Blow your nose and offer to show the contents of your kleenex to other passengers.

Grimace painfully while smacking your forehead and muttering: “Shut up, all of you just shut UP!”

Whistle the first seven notes of “It’s a Small World” incessantly.

Sell Girl Scout cookies.

On a long ride, sway side to side at the natural frequency of the elevator.

Shave.

Crack open your briefcase or purse, and while peering inside ask: “Got enough air in there?”

Offer name tags to everyone getting on the elevator.

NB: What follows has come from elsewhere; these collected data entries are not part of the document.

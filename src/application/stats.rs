use crate::domain::{Grid, Position};

use super::WorldState;

/// Read-only view of the world handed to the rendering layer.
#[derive(Clone, Copy, Debug)]
pub struct Snapshot<'a> {
    pub grid: &'a Grid,
    pub cursor: Position,
    pub iteration: u64,
    pub seed: u64,
    pub live: usize,
    /// Change in live count since the previous snapshot
    pub delta: i64,
}

impl Snapshot<'_> {
    pub fn stats_line(&self) -> String {
        format!(
            "SEED: {}, ITER: {:>10}, SUM: {} ({:+})",
            self.seed, self.iteration, self.live, self.delta
        )
    }
}

/// Remembers the live count of the last snapshot so the next one can
/// report a delta. Display-only; never feeds back into the simulation.
#[derive(Clone, Debug, Default)]
pub struct PopulationTracker {
    previous_live: usize,
}

impl PopulationTracker {
    pub fn capture<'a>(&mut self, world: &'a WorldState) -> Snapshot<'a> {
        let live = world.grid().live_count();
        let delta = live as i64 - self.previous_live as i64;
        self.previous_live = live;

        Snapshot {
            grid: world.grid(),
            cursor: world.cursor(),
            iteration: world.iteration(),
            seed: world.seed(),
            live,
            delta,
        }
    }
}

/// What the panel last reported on: `(seed, iteration, live)`.
type Observed = (u64, u64, usize);

/// Status line shown above the grid.
///
/// Refreshed only at iteration 0 or while running, and only when the world
/// differs from the last refresh. Redrawing an unchanged world keeps the
/// line and its delta as they are.
#[derive(Clone, Debug, Default)]
pub struct StatsPanel {
    tracker: PopulationTracker,
    observed: Option<Observed>,
    line: String,
    delta: i64,
}

impl StatsPanel {
    /// Refresh from `world` if it changed, then return the current line
    pub fn update(&mut self, world: &WorldState) -> &str {
        let current = (world.seed(), world.iteration(), world.grid().live_count());
        let refreshable = world.iteration() == 0 || world.is_running();

        if refreshable && self.observed != Some(current) {
            let snapshot = self.tracker.capture(world);
            self.line = snapshot.stats_line();
            self.delta = snapshot.delta;
            self.observed = Some(current);
        }
        &self.line
    }

    pub fn line(&self) -> &str {
        &self.line
    }

    /// Snapshot of `world` carrying the delta from the last refresh
    pub fn view<'a>(&self, world: &'a WorldState) -> Snapshot<'a> {
        Snapshot {
            grid: world.grid(),
            cursor: world.cursor(),
            iteration: world.iteration(),
            seed: world.seed(),
            live: world.grid().live_count(),
            delta: self.delta,
        }
    }
}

Wear yours upside-down.

Stand silent and motionless in the corner, facing the wall, without getting off.

When arriving at your floor, grunt and strain to yank the doors open, then act embarrassed when they open by themselves.

Lean over to another passenger and whisper: “Noogie patrol coming!”

Greet everyone getting on the elevator with a warm handshake and ask them to call you Admiral.

One word: Flatulence!

On the highest floor, hold the door open and demand that it stay open until you hear the penny you dropped down the shaft go “plink” at the bottom.

Do Tai Chi exercises.

Stare, grinning, at another passenger for a while, and then announce: “I’ve got new socks on!”

When at least 8 people have boarded, moan from the back: “Oh, not now, motion sickness!”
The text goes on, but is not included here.